Currently, there's no way to trap a running ptracee short of sending a
signal which has various side effects. This patch implements
PTRACE_INTERRUPT which traps ptracee without any signal or job control
related side effect.

The implementation is almost trivial. It uses the group stop trap -
SIGTRAP | PTRACE_EVENT_STOP << 8. A new trap flag
JOBCTL_TRAP_INTERRUPT is added, which is set on PTRACE_INTERRUPT and
cleared when any trap happens. As INTERRUPT should be useable
regardless of the current state of tracee, task_is_traced() test in
ptrace_check_attach() is skipped for INTERRUPT.

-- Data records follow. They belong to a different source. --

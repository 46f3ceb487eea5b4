//! Helpers over the backend's precomputed baseline comparisons.

use crate::domain::{FeatureGroups, FeatureInfo, Verdict};

/// Counts of features per verdict.
#[derive(Debug, Default, Clone, Copy, PartialEq, Eq)]
pub struct VerdictCounts {
    /// Features leaning toward AI authorship.
    pub ai_like: usize,
    /// Features leaning toward human authorship.
    pub human_like: usize,
    /// Features with no clear lean.
    pub neutral: usize,
}

/// Features carrying a baseline comparison, strongest signal first.
///
/// Signal strength is the gap between AI and human similarity.
pub fn features_with_baseline(groups: &FeatureGroups) -> Vec<&FeatureInfo> {
    let mut features: Vec<&FeatureInfo> = groups
        .iter()
        .flat_map(|(_, group)| group.features.iter())
        .filter(|feature| feature.baseline_comparison.is_some())
        .collect();
    features.sort_by(|a, b| {
        signal_strength(b)
            .partial_cmp(&signal_strength(a))
            .unwrap_or(std::cmp::Ordering::Equal)
    });
    features
}

fn signal_strength(feature: &FeatureInfo) -> f64 {
    feature
        .baseline_comparison
        .as_ref()
        .map(|cmp| (cmp.ai_similarity - cmp.human_similarity).abs())
        .unwrap_or(0.0)
}

/// Tally verdicts across features with baseline comparisons.
pub fn verdict_counts<'a>(features: impl IntoIterator<Item = &'a FeatureInfo>) -> VerdictCounts {
    let mut counts = VerdictCounts::default();
    for feature in features {
        match feature.baseline_comparison.as_ref().map(|cmp| cmp.verdict) {
            Some(Verdict::AiLike) => counts.ai_like += 1,
            Some(Verdict::HumanLike) => counts.human_like += 1,
            Some(Verdict::Neutral) => counts.neutral += 1,
            None => {}
        }
    }
    counts
}
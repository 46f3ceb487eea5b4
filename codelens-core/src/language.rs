//! Content-based source language detection.
//!
//! Each language scores 2 per matching pattern plus 1 per keyword
//! occurrence. The highest score wins, later languages winning ties, and C
//! is assumed when nothing matches.

use std::sync::LazyLock;

use regex_lite::Regex;

/// Language assumed when no rule matches.
pub const FALLBACK_LANGUAGE: &str = "c";

struct LanguageRules {
    name: &'static str,
    patterns: &'static [&'static str],
    keywords: &'static [&'static str],
}

const RULES: [LanguageRules; 6] = [
    LanguageRules {
        name: "c",
        patterns: &[
            r"#include\s*<.*\.h>",
            r"int\s+main\s*\(",
            r"printf\s*\(",
            r"scanf\s*\(",
            r"\bmalloc\s*\(",
            r"\bfree\s*\(",
        ],
        keywords: &["int", "char", "float", "double", "void", "struct", "union", "enum"],
    },
    LanguageRules {
        name: "cpp",
        patterns: &[
            r"#include\s*<iostream>",
            r"std::",
            r"cout\s*<<",
            r"cin\s*>>",
            r"namespace\s+std",
            r"class\s+\w+",
        ],
        keywords: &["class", "public", "private", "protected", "template", "namespace"],
    },
    LanguageRules {
        name: "java",
        patterns: &[
            r"public\s+class\s+\w+",
            r"public\s+static\s+void\s+main",
            r"System\.out\.",
            r"import\s+java\.",
            r"\bnew\s+\w+\s*\(",
        ],
        keywords: &["public", "private", "protected", "static", "final", "abstract"],
    },
    LanguageRules {
        name: "python",
        patterns: &[
            r"def\s+\w+\s*\(",
            r"import\s+\w+",
            r"from\s+\w+\s+import",
            r"print\s*\(",
            r#"if\s+__name__\s*==\s*["']__main__["']"#,
        ],
        keywords: &["def", "class", "import", "from", "if", "elif", "else", "for", "while"],
    },
    LanguageRules {
        name: "javascript",
        patterns: &[
            r"\b(const|let|var)\s+\w+",
            r"function\s+\w+\s*\(",
            r"=>\s*\{",
            r"console\.log\s*\(",
            r"require\s*\(",
        ],
        keywords: &["const", "let", "var", "function", "class", "import", "export"],
    },
    LanguageRules {
        name: "typescript",
        patterns: &[
            r"\b(interface|type)\s+\w+",
            r":\s*(string|number|boolean)",
            r"\bnamespace\s+\w+",
            r"\bas\s+\w+",
        ],
        keywords: &["interface", "type", "namespace", "enum", "readonly", "keyof"],
    },
];

struct CompiledRules {
    name: &'static str,
    patterns: Vec<Regex>,
    keywords: Vec<Regex>,
}

static COMPILED: LazyLock<Vec<CompiledRules>> =
    LazyLock::new(|| RULES.iter().map(compile).collect());

fn compile(rules: &LanguageRules) -> CompiledRules {
    let build = |source: String| match Regex::new(&source) {
        Ok(regex) => Some(regex),
        Err(err) => {
            log::warn!("skipping language rule {source}: {err}");
            None
        }
    };
    CompiledRules {
        name: rules.name,
        patterns: rules
            .patterns
            .iter()
            .filter_map(|pattern| build(pattern.to_string()))
            .collect(),
        keywords: rules
            .keywords
            .iter()
            .filter_map(|keyword| build(format!(r"\b{keyword}\b")))
            .collect(),
    }
}

/// Score every known language against `code`, in rule order.
pub fn language_scores(code: &str) -> Vec<(&'static str, usize)> {
    COMPILED
        .iter()
        .map(|rules| {
            let patterns = rules.patterns.iter().filter(|re| re.is_match(code)).count();
            let keywords: usize = rules
                .keywords
                .iter()
                .map(|re| re.find_iter(code).count())
                .sum();
            (rules.name, patterns * 2 + keywords)
        })
        .collect()
}

/// Best-scoring language for `code`, or [`FALLBACK_LANGUAGE`].
pub fn detect_language(code: &str) -> &'static str {
    let mut best: Option<(&'static str, usize)> = None;
    for (name, score) in language_scores(code) {
        match best {
            Some((_, top)) if top > score => {}
            _ => best = Some((name, score)),
        }
    }
    match best {
        Some((name, score)) if score > 0 => name,
        _ => FALLBACK_LANGUAGE,
    }
}
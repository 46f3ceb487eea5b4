//! Best-effort, expiring cache of analysis results.
//!
//! Entries live under `analysis_<key>` in a [`KeyValueStore`] as
//! `{ result, timestamp, expires, last_access }` (epoch milliseconds). Every
//! failure is logged and treated as a miss; nothing here is surfaced to the
//! caller.

use base64::Engine;
use base64::engine::general_purpose::URL_SAFE_NO_PAD;
use ring::digest::{SHA256, digest};
use serde::de::DeserializeOwned;
use serde::{Deserialize, Serialize};

use crate::client::AnalysisMode;
use crate::error::{CodelensError, Result};
use crate::store::KeyValueStore;

/// Prefix applied to every cache key.
pub const CACHE_NAMESPACE: &str = "analysis_";
/// Lifetime of a cached result: one hour.
pub const CACHE_TTL_MILLIS: i64 = 60 * 60 * 1000;
/// Default bound on stored entries.
pub const DEFAULT_MAX_ENTRIES: usize = 100;

/// Source of the current time in epoch milliseconds.
#[cfg_attr(test, mockall::automock)]
pub trait Clock {
    /// Milliseconds since the Unix epoch.
    fn now_millis(&self) -> i64;
}

impl<T: Clock + ?Sized> Clock for &T {
    fn now_millis(&self) -> i64 {
        (**self).now_millis()
    }
}

/// Wall clock.
#[derive(Debug, Default, Clone, Copy)]
pub struct SystemClock;

impl Clock for SystemClock {
    fn now_millis(&self) -> i64 {
        chrono::Utc::now().timestamp_millis()
    }
}

#[derive(Debug, Serialize, Deserialize)]
struct CacheEntry<T> {
    result: T,
    timestamp: i64,
    expires: i64,
    #[serde(default)]
    last_access: i64,
}

#[derive(Debug, Deserialize)]
struct EntryMeta {
    expires: i64,
    #[serde(default)]
    last_access: i64,
    #[serde(default)]
    timestamp: i64,
}

impl EntryMeta {
    fn recency(&self) -> i64 {
        self.last_access.max(self.timestamp)
    }
}

/// Deterministic cache key for a submission to the backend at `api_url`.
pub fn cache_key(api_url: &str, mode: AnalysisMode, language: &str, code: &str) -> String {
    let material = format!(
        "{}\n{}\n{}\n{}",
        api_url.trim().trim_end_matches('/'),
        mode.as_str(),
        language.to_ascii_lowercase(),
        code
    );
    URL_SAFE_NO_PAD.encode(digest(&SHA256, material.as_bytes()).as_ref())
}

/// Expiring, size-bounded result cache.
#[derive(Debug)]
pub struct ResultCache<S, C> {
    store: S,
    clock: C,
    max_entries: usize,
}

impl<S: KeyValueStore, C: Clock> ResultCache<S, C> {
    /// Create a cache holding at most [`DEFAULT_MAX_ENTRIES`] entries.
    pub fn new(store: S, clock: C) -> Self {
        Self::with_max_entries(store, clock, DEFAULT_MAX_ENTRIES)
    }

    /// Create a cache with an explicit entry bound (minimum one).
    pub fn with_max_entries(store: S, clock: C, max_entries: usize) -> Self {
        Self {
            store,
            clock,
            max_entries: max_entries.max(1),
        }
    }

    /// Store a result; failures are logged, never returned.
    pub fn cache<T: Serialize>(&self, key: &str, result: &T) {
        if let Err(err) = self.try_cache(key, result) {
            log::warn!("failed to cache analysis result: {err}");
        }
    }

    /// Fetch an unexpired result; expired or unreadable entries are misses.
    pub fn get_cached<T: DeserializeOwned + Serialize>(&self, key: &str) -> Option<T> {
        match self.try_get(key) {
            Ok(result) => result,
            Err(err) => {
                log::warn!("failed to get cached analysis result: {err}");
                None
            }
        }
    }

    /// Drop a single entry.
    pub fn invalidate(&self, key: &str) {
        if let Err(err) = self.store.remove(&namespaced(key)) {
            log::warn!("failed to remove cached analysis result: {err}");
        }
    }

    fn try_cache<T: Serialize>(&self, key: &str, result: &T) -> Result<()> {
        let now = self.clock.now_millis();
        let entry = CacheEntry {
            result,
            timestamp: now,
            expires: now + CACHE_TTL_MILLIS,
            last_access: now,
        };
        self.store
            .set(&namespaced(key), &serde_json::to_string(&entry)?)?;
        self.enforce_bound(now)
    }

    fn try_get<T: DeserializeOwned + Serialize>(&self, key: &str) -> Result<Option<T>> {
        let storage_key = namespaced(key);
        let Some(raw) = self.store.get(&storage_key)? else {
            return Ok(None);
        };
        let mut entry: CacheEntry<T> = match serde_json::from_str(&raw) {
            Ok(entry) => entry,
            Err(err) => {
                log::warn!("discarding unreadable cache entry {storage_key}: {err}");
                return Ok(None);
            }
        };
        let now = self.clock.now_millis();
        if now > entry.expires {
            self.store.remove(&storage_key)?;
            return Ok(None);
        }
        entry.last_access = now;
        if let Err(err) = serde_json::to_string(&entry)
            .map_err(CodelensError::from)
            .and_then(|raw| self.store.set(&storage_key, &raw))
        {
            log::debug!("failed to refresh cache recency for {storage_key}: {err}");
        }
        Ok(Some(entry.result))
    }

    /// Purge expired entries, then evict least recently used ones down to the bound.
    fn enforce_bound(&self, now: i64) -> Result<()> {
        let mut live = Vec::new();
        for key in self.store.keys()? {
            if !key.starts_with(CACHE_NAMESPACE) {
                continue;
            }
            let meta = self
                .store
                .get(&key)?
                .and_then(|raw| serde_json::from_str::<EntryMeta>(&raw).ok());
            match meta {
                Some(meta) if now <= meta.expires => live.push((meta.recency(), key)),
                _ => self.store.remove(&key)?,
            }
        }
        if live.len() <= self.max_entries {
            return Ok(());
        }
        live.sort();
        let excess = live.len() - self.max_entries;
        for (_, key) in live.into_iter().take(excess) {
            log::debug!("evicting cached analysis result {key}");
            self.store.remove(&key)?;
        }
        Ok(())
    }
}

fn namespaced(key: &str) -> String {
    format!("{CACHE_NAMESPACE}{key}")
}

#[cfg(test)]
mod tests {
    use super::*;
    use crate::classify::{AnalysisResult, classify, fixtures};
    use crate::store::{MemoryStore, MockKeyValueStore};
    use std::sync::atomic::{AtomicI64, Ordering};

    struct ManualClock(AtomicI64);

    impl ManualClock {
        fn at(millis: i64) -> Self {
            Self(AtomicI64::new(millis))
        }

        fn advance(&self, millis: i64) {
            self.0.fetch_add(millis, Ordering::SeqCst);
        }
    }

    impl Clock for ManualClock {
        fn now_millis(&self) -> i64 {
            self.0.load(Ordering::SeqCst)
        }
    }

    fn combined() -> AnalysisResult {
        classify(fixtures::combined()).expect("fixture")
    }

    #[test]
    fn cached_result_is_returned_unchanged() {
        let clock = ManualClock::at(1_000);
        let cache = ResultCache::new(MemoryStore::new(), &clock);
        let result = combined();

        cache.cache("k1", &result);
        let cached: Option<AnalysisResult> = cache.get_cached("k1");
        assert_eq!(cached, Some(result));
    }

    #[test]
    fn computed_scores_survive_the_cache_bit_for_bit() {
        let clock = ManualClock::at(1_000);
        let cache = ResultCache::new(MemoryStore::new(), &clock);
        let scores = [0.9856906946328695_f64, 0.1 + 0.2, 1.0 / 3.0, 2.0_f64.sqrt() - 1.0];

        for (index, score) in scores.into_iter().enumerate() {
            let mut body = fixtures::combined();
            body["assessment"]["overall_score"] = serde_json::json!(score);
            let result = classify(body).expect("fixture");
            let key = format!("score-{index}");

            cache.cache(&key, &result);
            let cached: Option<AnalysisResult> = cache.get_cached(&key);
            match cached {
                Some(AnalysisResult::Combined(response)) => {
                    assert_eq!(response.assessment.overall_score.to_bits(), score.to_bits());
                }
                other => panic!("expected cached combined result, got {other:?}"),
            }

            cache.cache("raw", &score);
            let raw = cache.get_cached::<f64>("raw").expect("raw score");
            assert_eq!(raw.to_bits(), score.to_bits());
        }
    }

    #[test]
    fn result_expires_after_one_hour() {
        let clock = ManualClock::at(1_000);
        let store = MemoryStore::new();
        let cache = ResultCache::new(&store, &clock);
        cache.cache("k1", &combined());

        clock.advance(CACHE_TTL_MILLIS);
        assert!(cache.get_cached::<AnalysisResult>("k1").is_some());

        clock.advance(1);
        assert!(cache.get_cached::<AnalysisResult>("k1").is_none());
        assert!(store.keys().expect("keys").is_empty());
    }

    #[test]
    fn unreadable_entry_is_a_miss() {
        let clock = ManualClock::at(0);
        let store = MemoryStore::new();
        store.set("analysis_bad", "{not json").expect("seed");
        let cache = ResultCache::new(&store, &clock);
        assert!(cache.get_cached::<AnalysisResult>("bad").is_none());
    }

    #[test]
    fn write_failures_are_swallowed() {
        let mut store = MockKeyValueStore::new();
        store
            .expect_set()
            .returning(|_, _| Err(CodelensError::Other("quota exceeded".to_string())));
        store.expect_keys().never();
        let mut clock = MockClock::new();
        clock.expect_now_millis().return_const(5_i64);

        let cache = ResultCache::new(store, clock);
        cache.cache("k1", &combined());
    }

    #[test]
    fn read_failures_are_misses() {
        let mut store = MockKeyValueStore::new();
        store
            .expect_get()
            .returning(|_| Err(CodelensError::Other("storage disabled".to_string())));
        let mut clock = MockClock::new();
        clock.expect_now_millis().return_const(5_i64);

        let cache = ResultCache::new(store, clock);
        assert!(cache.get_cached::<AnalysisResult>("k1").is_none());
    }

    #[test]
    fn bound_evicts_least_recently_used() {
        let clock = ManualClock::at(0);
        let store = MemoryStore::new();
        let cache = ResultCache::with_max_entries(&store, &clock, 2);

        cache.cache("a", &1_u32);
        clock.advance(10);
        cache.cache("b", &2_u32);
        clock.advance(10);
        assert_eq!(cache.get_cached::<u32>("a"), Some(1));
        clock.advance(10);
        cache.cache("c", &3_u32);

        assert_eq!(
            store.keys().expect("keys"),
            vec!["analysis_a".to_string(), "analysis_c".to_string()]
        );
    }

    #[test]
    fn writes_purge_expired_entries_and_ignore_foreign_keys() {
        let clock = ManualClock::at(0);
        let store = MemoryStore::new();
        store.set("settings", "{}").expect("seed");
        let cache = ResultCache::new(&store, &clock);

        cache.cache("old", &1_u32);
        clock.advance(CACHE_TTL_MILLIS + 1);
        cache.cache("new", &2_u32);

        assert_eq!(
            store.keys().expect("keys"),
            vec!["analysis_new".to_string(), "settings".to_string()]
        );
    }

    #[test]
    fn invalidate_removes_entry() {
        let clock = ManualClock::at(0);
        let cache = ResultCache::new(MemoryStore::new(), &clock);
        cache.cache("k", &7_u32);
        cache.invalidate("k");
        assert_eq!(cache.get_cached::<u32>("k"), None);
    }

    #[test]
    fn cache_key_is_stable_and_mode_sensitive() {
        let backend = "http://localhost:8000";
        let a = cache_key(backend, AnalysisMode::Combined, "C", "int main(){}");
        let b = cache_key(backend, AnalysisMode::Combined, "c", "int main(){}");
        let c = cache_key(backend, AnalysisMode::Ast, "c", "int main(){}");
        assert_eq!(a, b);
        assert_ne!(a, c);
        assert_eq!(a.len(), 43);
        assert!(
            a.chars()
                .all(|ch| ch.is_ascii_alphanumeric() || ch == '-' || ch == '_')
        );
    }

    #[test]
    fn cache_key_separates_backends() {
        let local = cache_key("http://localhost:8000", AnalysisMode::Combined, "c", "x");
        let slashed = cache_key("http://localhost:8000/ ", AnalysisMode::Combined, "c", "x");
        let remote = cache_key("https://codelens.example", AnalysisMode::Combined, "c", "x");
        assert_eq!(local, slashed);
        assert_ne!(local, remote);
    }
}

PTRACE_INTERRUPT is available iff tracee is attached with
PTRACE_SEIZE.

Test program follows.

#define PTRACE_SEIZE 0x4206
#define PTRACE_INTERRUPT 0x4207

#define PTRACE_SEIZE_DEVEL 0x80000000

static const struct timespec ts100ms = { .tv_nsec = 100000000 };
static const struct timespec ts1s = { .tv_sec = 1 };
static const struct timespec ts3s = { .tv_sec = 3 };

int main(int argc, char **argv)
{
pid_t tracee;

tracee = fork();
if (tracee == 0) {
nanosleep(&ts100ms, NULL);
while (1) {
printf("tracee: alive pid=%d\n", getpid());
nanosleep(&ts1s, NULL);
}
}

if (argc > 1)
kill(tracee, SIGSTOP);

nanosleep(&ts100ms, NULL);

ptrace(PTRACE_SEIZE, tracee, NULL,
(void *)(unsigned long)PTRACE_SEIZE_DEVEL);
if (argc > 1) {
waitid(P_PID, tracee, NULL, WSTOPPED);
ptrace(PTRACE_CONT, tracee, NULL, NULL);
}
nanosleep(&ts3s, NULL);

printf("tracer: INTERRUPT and DETACH\n");
ptrace(PTRACE_INTERRUPT, tracee, NULL, NULL);
waitid(P_PID, tracee, NULL, WSTOPPED);
ptrace(PTRACE_DETACH, tracee, NULL, NULL);
nanosleep(&ts3s, NULL);

printf("tracer: exiting\n");
kill(tracee, SIGKILL);
return 0;
}

When called without argument, tracee is seized from running state,
interrupted and then detached back to running state.

# ./test-interrupt
tracee: alive pid=4546
tracee: alive pid=4546
tracee: alive pid=4546
tracer: INTERRUPT and DETACH
tracee: alive pid=4546
tracee: alive pid=4546
tracee: alive pid=4546
tracer: exiting

When called with argument, tracee is seized from stopped state,
continued, interrupted and then detached back to stopped state.

# ./test-interrupt 1
tracee: alive pid=4548
tracee: alive pid=4548
tracee: alive pid=4548
tracer: INTERRUPT and DETACH
tracer: exiting

Before PTRACE_INTERRUPT, once the tracee was running, there was no way
to trap tracee and do PTRACE_DETACH without causing side effect.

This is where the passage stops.